Via my Script Consultancy Business I work with a lot of writers, mainly via email or Skype, from my desk here at Script Advice Towers aka My House. I also have a child to raise and to make sure he doesn’t become feral and a house to run. Not as many plates as some professional parents, but still a plate juggling exercise non the less.

Just as well that I am a goal orientated person. One who needs deadlines and sights to be firmly set on the target in hand, otherwise, completely zero gets done and absolutely nothing is achieved.

Writers and those that work from home beware, The Island of Self-Loathing is not far away and there, on the shore, lie the bulky forms of Laziness, Procrastination and Indolence, shading themselves under the ominous shadow of Day Time Television. Not a nice place. To be avoided at all costs.

I thrive on Lists. Lists are good. Lovely Lists.

If I don’t make a list, then the following scenario can, in extremis, unfurl.

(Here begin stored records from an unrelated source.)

//! Twin library exports

pub mod api;
pub mod core;
pub mod tui;

#[cfg(test)]
pub mod test_support;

7am – Woke by sense of a warm presence in my room. Unstick eye to find son 2 cm from my face, holding a Lego policeman. ‘He says get up or else’. I do.

7.30am – Breakfast on the go. Must make a list for the day. Stand in bare feet on sharp edge of Lego brick stuck in the rug. Swear. Try to hide the swear, by sneaky segue into a sing along to Ben and Holly’s Little Kingdom on the telly.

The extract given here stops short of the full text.